L’Organisation mondiale de la santé (OMS) a elle rejeté les accusations de « collusion » avec le Hamas proférées par Israël, se disant « impartiale ». L’attaque du Hamas a entraîné la mort de plus de 1.140 personnes en Israël, majoritairement des civils, selon un décompte de l’AFP réalisé à partir de chiffres officiels israéliens.

Quelque 250 personnes ont été enlevées lors de cette attaque et emmenées à Gaza, dont une centaine libérées fin novembre durant une trêve en échange de prisonniers palestiniens. En riposte, Israël a juré « d’anéantir » le Hamas, classé organisation terroriste par les Etats-Unis, l’Union européenne et Israël notamment, et lancé une vaste opération militaire qui a fait 26.083 morts, en grande majorité des femmes, enfants et adolescents, selon le ministère de la Santé du mouvement.

Peu après la décision de la CIJ, le Hamas a diffusé une vidéo dans laquelle apparaissent trois otages israéliennes, dont deux se présentent comme militaires. Les trois ont été formellement identifiées par l’AFP, sur la base de sources officielles ou communautaires, comme étant retenues en otage depuis l’attaque du Hamas.

« Attaques odieuses »

Selon le Hamas, 183 personnes ont été tuées ces dernières 24 heures à Gaza, tandis que des combats intenses font rage à proximité de l’hôpital Nasser de Khan Younès. Le Croissant rouge palestinien a annoncé que des tirs de chars ont visé les abords de l’hôpital Al-Amal assiégé, dans cette même ville.

« L’occupation israélienne paralyse délibérément les hôpitaux Nasser et Al-Amal, en imposant un siège, en les prenant pour cible et en empêchant le passage des ambulances », a accusé le Hamas. L’armée israélienne affirme avoir « encerclé » Khan Younès, ville natale de Yahya Sinouar, le chef du Hamas dans la bande de Gaza, considéré comme l’architecte de l’attaque du 7 octobre.

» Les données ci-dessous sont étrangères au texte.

// Copyright (c) Consus Contributors
// SPDX-License-Identifier: Apache-2.0

//! Fans a versioned write (or tombstone) out to every replica of a key. The
//! operation succeeds only when a quorum of replicas returns the same
//! terminal code and the current and transitioning owner of every slot agree
//! on the replica-set view; mixed terminal codes clear the slate and retry.

use std::time::Instant;

use bytes::Bytes;
use consus_config::{replica_sets_agree, CommId, ReplicaSet};
use parking_lot::Mutex;
use tracing::{debug, warn};

use crate::error::ReturnCode;
use crate::kvs::node::KvsNode;
use crate::message::Message;

struct WriteStub {
    target: CommId,
    last_request: Option<Instant>,
    status: ReturnCode,
    rs: ReplicaSet,
}

impl WriteStub {
    fn new(target: CommId) -> Self {
        Self {
            target,
            last_request: None,
            status: ReturnCode::Garbage,
            rs: ReplicaSet::default(),
        }
    }
}

struct WriteInner {
    finished: bool,
    stubs: Vec<WriteStub>,
}

pub(crate) struct WriteReplicator {
    state_key: u64,
    requester: CommId,
    nonce: u64,
    flags: u8,
    table: Bytes,
    key: Bytes,
    timestamp: u64,
    value: Bytes,
    inner: Mutex<WriteInner>,
}

impl WriteReplicator {
    #[allow(clippy::too_many_arguments)]
    pub fn new(
        state_key: u64,
        requester: CommId,
        nonce: u64,
        flags: u8,
        table: Bytes,
        key: Bytes,
        timestamp: u64,
        value: Bytes,
    ) -> Self {
        Self {
            state_key,
            requester,
            nonce,
            flags,
            table,
            key,
            timestamp,
            value,
            inner: Mutex::new(WriteInner {
                finished: false,
                stubs: Vec::new(),
            }),
        }
    }

    pub fn finished(&self) -> bool {
        self.inner.lock().finished
    }

    fn returncode_is_terminal(rc: ReturnCode) -> bool {
        matches!(
            rc,
            ReturnCode::Success | ReturnCode::UnknownTable | ReturnCode::Invalid
        )
    }

    pub fn response(&self, from: CommId, rc: ReturnCode, rs: ReplicaSet, node: &KvsNode) {
        {
            let mut inner = self.inner.lock();
            let Some(stub) = inner.stubs.iter_mut().find(|s| s.target == from) else {
                return;
            };
            if stub.status == ReturnCode::Garbage {
                stub.status = rc;
                stub.rs = rs;
            }
        }
        self.work(node);
    }

    pub fn work(&self, node: &KvsNode) {
        let Some(mut rs) = node.config().hash(node.own_dc(), &self.table, &self.key) else {
            return;
        };
        let mut inner = self.inner.lock();
        if inner.finished {
            return;
        }
        self.drive(&mut inner, &mut rs, node);
    }

    fn drive(&self, inner: &mut WriteInner, rs: &mut ReplicaSet, node: &KvsNode) {
        let now = Instant::now();
        let mut complete_success = 0;
        let mut complete_unknown = 0;
        let mut complete_invalid = 0;

        for i in 0..rs.num_replicas() {
            let current = rs.replicas[i];
            let transitioning = rs.transitioning[i];
            for target in [current, transitioning] {
                if !target.is_none() && !inner.stubs.iter().any(|s| s.target == target) {
                    inner.stubs.push(WriteStub::new(target));
                }
            }

            let current_idx = inner.stubs.iter().position(|s| s.target == current).unwrap();
            let transitioning_idx = inner.stubs.iter().position(|s| s.target == transitioning);

            // A migrating slot counts only when both sides terminated with
            // the same code and the same view of the replica set.
            let mut rc = inner.stubs[current_idx].status;
            if let Some(t_idx) = transitioning_idx {
                if inner.stubs[t_idx].status == ReturnCode::Garbage {
                    rc = ReturnCode::Garbage;
                } else if inner.stubs[current_idx].status != inner.stubs[t_idx].status
                    || !replica_sets_agree(
                        current,
                        &inner.stubs[current_idx].rs,
                        &inner.stubs[t_idx].rs,
                    )
                {
                    rc = ReturnCode::Garbage;
                    inner.stubs[current_idx].status = ReturnCode::Garbage;
                    inner.stubs[t_idx].status = ReturnCode::Garbage;
                }
            }

            match rc {
                ReturnCode::Success => complete_success += 1,
                ReturnCode::UnknownTable => complete_unknown += 1,
                ReturnCode::Invalid => complete_invalid += 1,
                _ => {
                    for idx in [Some(current_idx), transitioning_idx].into_iter().flatten() {
                        let resend = node.resend_interval();
                        let stub = &mut inner.stubs[idx];
                        if !Self::returncode_is_terminal(stub.status)
                            && stub
                                .last_request
                                .map_or(true, |at| now.duration_since(at) >= resend)
                        {
                            stub.last_request = Some(now);
                            node.send(
                                stub.target,
                                Message::KvsRawWr {
                                    nonce: self.state_key,
                                    flags: self.flags,
                                    table: self.table.clone(),
                                    key: self.key.clone(),
                                    timestamp: self.timestamp,
                                    value: self.value.clone(),
                                },
                            );
                        }
                    }
                }
            }
        }

        let mut short_write = false;
        if rs.desired_replication > rs.num_replicas() {
            warn!(
                "too few kvs nodes to achieve desired replication factor: {} more needed",
                rs.desired_replication - rs.num_replicas()
            );
            rs.desired_replication = rs.num_replicas();
            short_write = true;
        }

        let quorum = rs.desired_replication / 2 + 1;
        let sum = complete_success + complete_unknown + complete_invalid;
        let status = if sum > 0 && sum == complete_success && complete_success >= quorum {
            if short_write {
                ReturnCode::LessDurable
            } else {
                ReturnCode::Success
            }
        } else if sum > 0 && sum == complete_unknown && complete_unknown >= quorum {
            ReturnCode::UnknownTable
        } else if sum > 0 && sum == complete_invalid && complete_invalid >= quorum {
            ReturnCode::Invalid
        } else if sum > 0
            && sum != complete_success
            && sum != complete_unknown
            && sum != complete_invalid
        {
            // Mixed terminal codes: clear state and start over.
            node.metrics().replicator_mixed_responses.inc();
            inner.stubs.clear();
            self.drive(inner, rs, node);
            return;
        } else {
            ReturnCode::Garbage
        };

        if status != ReturnCode::Garbage {
            inner.finished = true;
            debug!(
                "write({:?}, {:?})@{} answering {:?} nonce={}",
                self.table, self.key, self.timestamp, status, self.nonce
            );
            node.send(
                self.requester,
                Message::KvsRepWrResp {
                    nonce: self.nonce,
                    rc: status,
                },
            );
        }
    }
}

Mercredi, des tirs de chars contre un refuge de l’Unrwa ont fait 13 morts, selon cette agence. Après les Etats-Unis, la France a « condamné » ces tirs. « Nous avons essayé de sortir, mais quand j’ai regardé dehors, j’ai vu les chars d’assaut tirer. Comment pouvions-nous sortir ? », a témoigné à l’AFP sur son lit d’hôpital Ahmad Katra, un Palestinien blessé par ces tirs.

« Ils disaient que c’était un endroit sûr, mais en fin de compte, ils nous ont frappés dans un établissement de l’ONU », a-t-il ajouté. Selon les Nations unies, l’armée israélienne a ordonné l’évacuation du refuge avant vendredi 17h00 (15h00 GMT), ce que l’armée a démenti.

Parallèlement, le Qatar, l’Egypte et les Etats-Unis tentent une médiation en vue d’une nouvelle trêve, incluant la libération d’otages et de prisonniers palestiniens. Selon le quotidien américain Washington Post et le site d’information Axios, le chef de la CIA William Burns se rendra en Europe pour y rencontrer ses homologues israélien, égyptien et le Premier ministre du Qatar dans l’espoir de négocier un accord. (SHP/2024)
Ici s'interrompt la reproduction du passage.